The following editorial was published by the Toledo Blade on September 14, 2014.
Ohio Attorney General Mike DeWine started calling for old DNA evidence in late 2011, encouraging Ohio’s 800 law enforcement agencies to clear their testable sexual assault evidence shelves.
It was a prudent and long overdue move. Over the past two decades, DNA technology has become an invaluable tool for law enforcement. It was shameful that so many vital rape kits were gathering dust in police property and storage rooms.
Since then, the Bureau of Criminal Investigation has tested more than 4,700 previously untested rape kits — many 10 to 20 years old. Of those, more than 3,100 have been tested since Oct. 1.
Mr. DeWine has touted the fact — and rightfully so — that, thanks to his initiative and follow-up work by local law enforcement, more than 200 people have been charged for sexual assaults they allegedly committed years ago. Arresting people who otherwise would not have been caught for horrific crimes is something the attorney general’s office ought to be proud of.

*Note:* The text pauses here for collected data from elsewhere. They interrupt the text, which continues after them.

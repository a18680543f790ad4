//! Commit-history scanning.
//!
//! Each call spawns its own `git log` process, so concurrent scans never
//! share a handle and never touch the working tree.

use std::path::Path;
use std::process::Stdio;

use indexmap::IndexSet;
use tokio::io::{AsyncBufReadExt, BufReader};

use super::{RepositoryError, run_git};

const FIELD_SEP: u8 = 0x1f;
const RECORD_SEP: u8 = 0x1e;

/// Walk history from `HEAD` in `git log` order and return the hash of the
/// first commit whose full message satisfies `matches`.
///
/// Stops reading (and kills `git log`) as soon as a commit matches.
pub async fn find_first_commit<F>(repo: &Path, matches: F) -> Result<Option<String>, RepositoryError>
where
    F: Fn(&str) -> bool,
{
    let mut child = tokio::process::Command::new("git")
        .args(["log", "--format=%H%x1f%B%x1e"])
        .current_dir(repo)
        .stdin(Stdio::null())
        .stdout(Stdio::piped())
        .stderr(Stdio::piped())
        .kill_on_drop(true)
        .spawn()
        .map_err(RepositoryError::Spawn)?;

    let stdout = child
        .stdout
        .take()
        .ok_or_else(|| RepositoryError::InvalidOutput("git log has no stdout".to_string()))?;
    let mut reader = BufReader::new(stdout);
    let mut record = Vec::new();

    loop {
        record.clear();
        let read = reader
            .read_until(RECORD_SEP, &mut record)
            .await
            .map_err(|source| RepositoryError::Io {
                path: repo.to_path_buf(),
                source,
            })?;
        if read == 0 {
            break;
        }
        if let Some((hash, message)) = split_record(&record) {
            if matches(&message) {
                return Ok(Some(hash));
            }
        }
    }

    let output = child
        .wait_with_output()
        .await
        .map_err(RepositoryError::Spawn)?;
    super::check_output(&output, &["log"])?;
    Ok(None)
}

/// Split one `hash \x1f message \x1e` record. Records after the first
/// start with the newline `git log` puts between entries.
fn split_record(record: &[u8]) -> Option<(String, String)> {
    let record = record.strip_suffix(&[RECORD_SEP]).unwrap_or(record);
    let sep = record.iter().position(|&b| b == FIELD_SEP)?;
    let hash = String::from_utf8_lossy(&record[..sep]).trim().to_string();
    if hash.is_empty() {
        return None;
    }
    let message = String::from_utf8_lossy(&record[sep + 1..]).into_owned();
    Some((hash, message))
}

/// Paths touched by `commit`, relative to the repository root.
///
/// Merge commits report the union of their diffs against every parent.
pub async fn changed_files(repo: &Path, commit: &str) -> Result<Vec<String>, RepositoryError> {
    let stdout = run_git(
        repo,
        &[
            "diff-tree",
            "--no-commit-id",
            "--name-only",
            "-r",
            "--root",
            "-m",
            commit,
        ],
    )
    .await?;

    let files: IndexSet<&str> = stdout.lines().filter(|l| !l.is_empty()).collect();
    Ok(files.into_iter().map(str::to_string).collect())
}
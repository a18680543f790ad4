//! Tag listing.

use std::path::Path;

use super::{RepositoryError, run_git};

/// A tag and the commit it ultimately points at.
#[derive(Debug, Clone, PartialEq, Eq)]
pub struct TagRef {
    pub name: String,
    pub commit: String,
}

impl TagRef {
    pub fn new(name: impl Into<String>, commit: impl Into<String>) -> Self {
        Self {
            name: name.into(),
            commit: commit.into(),
        }
    }
}

const TAG_FORMAT: &str = "--format=%(refname:strip=2)%00%(objectname)%00%(*objectname)";

/// List every tag in the repository with its target commit.
///
/// Annotated tags are peeled to the commit they tag; lightweight tags
/// already point at one.
pub async fn list_tags(repo: &Path) -> Result<Vec<TagRef>, RepositoryError> {
    let stdout = run_git(repo, &["for-each-ref", TAG_FORMAT, "refs/tags"]).await?;
    stdout.lines().map(parse_tag_line).collect()
}

fn parse_tag_line(line: &str) -> Result<TagRef, RepositoryError> {
    let mut parts = line.split('\0');
    let (Some(name), Some(object)) = (parts.next(), parts.next()) else {
        return Err(RepositoryError::InvalidOutput(format!("tag line: {line:?}")));
    };
    let peeled = parts.next().unwrap_or_default();
    let commit = if peeled.is_empty() { object } else { peeled };
    Ok(TagRef::new(name, commit))
}

#[cfg(test)]
mod tests {
    use super::*;
    use crate::git::testing::*;

    #[test]
    fn parse_lightweight_and_annotated() {
        let light = parse_tag_line("release-1.0.0\0aaaa\0").unwrap();
        assert_eq!(light, TagRef::new("release-1.0.0", "aaaa"));

        let annotated = parse_tag_line("rel/release-2.0.0\0tagobj\0bbbb").unwrap();
        assert_eq!(annotated, TagRef::new("rel/release-2.0.0", "bbbb"));
    }

    #[test]
    fn parse_rejects_garbage() {
        assert!(parse_tag_line("no-separator").is_err());
    }

    #[tokio::test]
    async fn list_tags_peels_annotated_tags() {
        let dir = tempfile::tempdir().unwrap();
        init_repo(dir.path());
        let first = git(dir.path(), &["rev-parse", "HEAD"]);
        git(dir.path(), &["tag", "release-1.0.0"]);
        let second = commit_file(dir.path(), "a.txt", "a\n", "second");
        git(dir.path(), &["tag", "-a", "rel/release-1.1.0", "-m", "1.1.0"]);

        let mut tags = list_tags(dir.path()).await.unwrap();
        tags.sort_by(|a, b| a.name.cmp(&b.name));
        assert_eq!(
            tags,
            vec![
                TagRef::new("rel/release-1.1.0", second),
                TagRef::new("release-1.0.0", first),
            ]
        );
    }

    #[tokio::test]
    async fn list_tags_empty_repo_has_none() {
        let dir = tempfile::tempdir().unwrap();
        init_repo(dir.path());
        assert!(list_tags(dir.path()).await.unwrap().is_empty());
    }
}
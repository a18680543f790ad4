//! Environment variable abstraction for testability.
//!
//! Production code uses [`Env::real()`] which delegates to [`std::env::var`].
//! Tests use [`Env::mock()`] backed by a `HashMap`, so configuration
//! overrides can be exercised without mutating the process environment.

use std::collections::HashMap;
use std::str::FromStr;

/// Environment variable reader.
#[derive(Clone, Debug)]
pub struct Env {
    overrides: Option<HashMap<String, String>>,
}

impl Env {
    /// Create an `Env` that reads from the real process environment.
    pub fn real() -> Self {
        Self { overrides: None }
    }

    /// Create an `Env` backed by explicit key-value pairs.
    pub fn mock(vars: impl IntoIterator<Item = (impl Into<String>, impl Into<String>)>) -> Self {
        Self {
            overrides: Some(
                vars.into_iter()
                    .map(|(k, v)| (k.into(), v.into()))
                    .collect(),
            ),
        }
    }

    /// Look up a variable. Empty values count as unset.
    pub fn var(&self, name: &str) -> Option<String> {
        let value = match &self.overrides {
            Some(map) => map.get(name).cloned(),
            None => std::env::var(name).ok(),
        }?;
        let trimmed = value.trim();
        if trimmed.is_empty() {
            None
        } else {
            Some(trimmed.to_string())
        }
    }

    /// Look up and parse a variable.
    ///
    /// Unparseable values are reported and ignored.
    pub fn parsed<T: FromStr>(&self, name: &str) -> Option<T> {
        let raw = self.var(name)?;
        match raw.parse() {
            Ok(value) => Some(value),
            Err(_) => {
                tracing::warn!("ignoring invalid {name} value: {raw}");
                None
            }
        }
    }
}

impl Default for Env {
    fn default() -> Self {
        Self::real()
    }
}
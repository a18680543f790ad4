//! Progress reporting for terminal output.
//!
//! A live per-version status list for the metrics pipeline and a
//! single-line counter for the commit matcher. Both render to stderr and
//! are silenced with `--no-progress` or when stderr is not a terminal.

use std::io::{self, Write};
use std::sync::{Mutex, MutexGuard, PoisonError};

use colored::Colorize;
use indexmap::IndexMap;

/// Status of one version in the metrics pipeline.
#[derive(Debug, Clone, PartialEq, Eq)]
pub enum StepStatus {
    Pending,
    CheckingOut,
    Analyzing,
    /// Analyzed and appended.
    Done { rows: usize },
    /// Served from the cache.
    Cached { rows: usize },
    /// Skipped after a recoverable analyzer failure.
    Failed(String),
}

/// Tracks and renders live progress for the versions of a run.
///
/// Shared by reference; all methods take `&self`.
pub struct ProgressTracker {
    inner: Mutex<ProgressState>,
    enabled: bool,
}

struct ProgressState {
    /// version label → status, in processing order.
    steps: IndexMap<String, StepStatus>,
    rendered_lines: usize,
}

impl ProgressTracker {
    pub fn new<I, S>(versions: I, enabled: bool) -> Self
    where
        I: IntoIterator<Item = S>,
        S: Into<String>,
    {
        let steps = versions
            .into_iter()
            .map(|v| (v.into(), StepStatus::Pending))
            .collect();
        Self {
            inner: Mutex::new(ProgressState {
                steps,
                rendered_lines: 0,
            }),
            enabled,
        }
    }

    /// A tracker that records state but never prints.
    pub fn hidden() -> Self {
        Self::new(std::iter::empty::<String>(), false)
    }

    pub fn update(&self, version: &str, status: StepStatus) {
        let mut state = self.lock();
        state.steps.insert(version.to_string(), status);
        if self.enabled {
            Self::render(&mut state);
        }
    }

    pub fn status(&self, version: &str) -> Option<StepStatus> {
        self.lock().steps.get(version).cloned()
    }

    pub fn start(&self) {
        if !self.enabled {
            return;
        }
        let mut state = self.lock();
        Self::render(&mut state);
    }

    /// Clear the live display and print the final status of every version.
    pub fn finish(&self) {
        if !self.enabled {
            return;
        }
        let mut state = self.lock();
        Self::clear_lines(state.rendered_lines);
        state.rendered_lines = 0;

        let stderr = io::stderr();
        let mut handle = stderr.lock();
        for (version, status) in &state.steps {
            if *status == StepStatus::Pending {
                continue;
            }
            let (icon, text) = Self::describe(status);
            let _ = writeln!(handle, "  {icon} {version} {text}");
        }
        let _ = handle.flush();
    }

    fn describe(status: &StepStatus) -> (String, String) {
        match status {
            StepStatus::Pending => ("○".dimmed().to_string(), "waiting".dimmed().to_string()),
            StepStatus::CheckingOut => (
                "◌".cyan().bold().to_string(),
                "checking out…".cyan().to_string(),
            ),
            StepStatus::Analyzing => (
                "◌".cyan().bold().to_string(),
                "analyzing…".cyan().to_string(),
            ),
            StepStatus::Done { rows } => (
                "✔".green().bold().to_string(),
                format!("{rows} file(s)").green().to_string(),
            ),
            StepStatus::Cached { rows } => (
                "✔".green().to_string(),
                format!("{rows} file(s), cached").dimmed().to_string(),
            ),
            StepStatus::Failed(reason) => ("✖".red().bold().to_string(), reason.red().to_string()),
        }
    }

    fn render(state: &mut ProgressState) {
        let stderr = io::stderr();
        let mut handle = stderr.lock();
        Self::clear_lines(state.rendered_lines);

        let done = state
            .steps
            .values()
            .filter(|s| !matches!(s, StepStatus::Pending | StepStatus::CheckingOut | StepStatus::Analyzing))
            .count();
        let _ = writeln!(
            handle,
            "  {} Extracting metrics for {} version(s) [{done}/{}]",
            "▸".cyan().bold(),
            state.steps.len(),
            state.steps.len(),
        );
        let mut lines = 1;

        for (version, status) in &state.steps {
            let (icon, text) = Self::describe(status);
            let _ = writeln!(handle, "    {icon} {} {text}", version.dimmed());
            lines += 1;
        }

        let _ = handle.flush();
        state.rendered_lines = lines;
    }

    fn lock(&self) -> MutexGuard<'_, ProgressState> {
        self.inner.lock().unwrap_or_else(PoisonError::into_inner)
    }

    /// Move cursor up and clear `n` lines.
    fn clear_lines(n: usize) {
        if n == 0 {
            return;
        }
        let stderr = io::stderr();
        let mut handle = stderr.lock();
        for _ in 0..n {
            let _ = write!(handle, "\x1b[1A\x1b[2K");
        }
        let _ = handle.flush();
    }
}

/// Single-line counter for batched work.
pub struct BatchProgress {
    label: String,
    total: usize,
    /// (completed items, whether a line is on screen)
    state: Mutex<(usize, bool)>,
    enabled: bool,
}

impl BatchProgress {
    pub fn new(label: impl Into<String>, total: usize, enabled: bool) -> Self {
        Self {
            label: label.into(),
            total,
            state: Mutex::new((0, false)),
            enabled,
        }
    }

    pub fn hidden(total: usize) -> Self {
        Self::new("", total, false)
    }

    /// Record `n` more completed items.
    pub fn advance(&self, n: usize) {
        let mut state = self.state.lock().unwrap_or_else(PoisonError::into_inner);
        state.0 = (state.0 + n).min(self.total);
        if self.enabled {
            self.render(state.0, state.1);
            state.1 = true;
        }
    }

    pub fn done(&self) -> usize {
        self.state.lock().unwrap_or_else(PoisonError::into_inner).0
    }

    pub fn finish(&self) {
        if !self.enabled {
            return;
        }
        let mut state = self.state.lock().unwrap_or_else(PoisonError::into_inner);
        if state.1 {
            ProgressTracker::clear_lines(1);
            state.1 = false;
        }
        let done = state.0;
        let _ = writeln!(
            io::stderr(),
            "  {} {} {}/{}",
            "✔".green().bold(),
            self.label,
            done,
            self.total
        );
    }

    fn render(&self, done: usize, replace: bool) {
        if replace {
            ProgressTracker::clear_lines(1);
        }
        const WIDTH: usize = 30;
        let filled = if self.total == 0 { WIDTH } else { done * WIDTH / self.total };
        let bar = format!("{}{}", "█".repeat(filled), "░".repeat(WIDTH - filled));
        let _ = writeln!(
            io::stderr(),
            "  {} {} {} {done}/{}",
            "▸".cyan().bold(),
            self.label,
            bar.cyan(),
            self.total
        );
    }
}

But DNA evidence doesn’t just catch the guilty. It also exonerates the innocent. This month, for example, North Carolina’s longest-serving death row inmate, Henry McCollum, and his younger half brother walked out as free men, three decades after they were convicted of raping and murdering an 11-year-old girl.
A judge overturned the convictions after another man’s DNA, found on a cigarette butt left near the body of the slain girl, contradicted the case put forth by prosecutors. No physical evidence ever connected the convicted men to the crime, but police had coerced confessions from the two when they were scared teenagers.
Mr. McCollum likely would have been put to death years ago, if not for lawsuits that have blocked executions in North Carolina since 2006.
Such horrific miscarriages of justice occur more often than most people realize. When they are righted, they are another cause to celebrate the technology that made it possible. They are also an occasion to learn what went wrong in the case and correct flawed policies and procedures.
Unlike new evidence that results in convictions and arrests, however, the attorney general’s office does not track cases in which DNA evidence exonerated suspects or freed prisoners.
The Ohio Innocence Project has helped free 17 people, largely with DNA evidence. This year in Ohio, for example, Dewey Jones was exonerated after DNA evidence proved his innocence. A Summit County judge dismissed aggravated murder and robbery charges against Mr. Jones, who spent 20 years in prison.
Such DNA exonerations are as important as those cases that result in arrests and convictions. In fact, they are more important, given the underlying principles that gird the U.S. criminal justice system. They include the presumption of innocence until judged guilty beyond a reasonable doubt. Those principles are based on the idea that convicting the innocent is an even greater travesty than absolving the guilty.
Even so, despite those precious safeguards, inept indigent defense systems, faulty eyewitness identifications, false coerced confessions, and numerous other flaws continue to put innocent people in prison, sometimes for life.
When righted by DNA evidence, such cases can provide the attorney general’s office, and law enforcement agencies across the state, with textbook examples of what can go wrong during a suspect’s arrest, trial, and conviction. Likewise, they can suggest ways to improve the system. That’s why it’s imperative that the Ohio Attorney General’s office start to track and study DNA exonerations.
Law enforcement agencies are often notoriously reluctant to acknowledge mistakes, partly because they believe they undermine public confidence in the system. But such mistakes are too important to ignore, and learning from them would only increase the people’s faith in the criminal justice system.
Police and prosecutors must acknowledge and use the enormous benefits of DNA technology, either way they tip the scales of justice.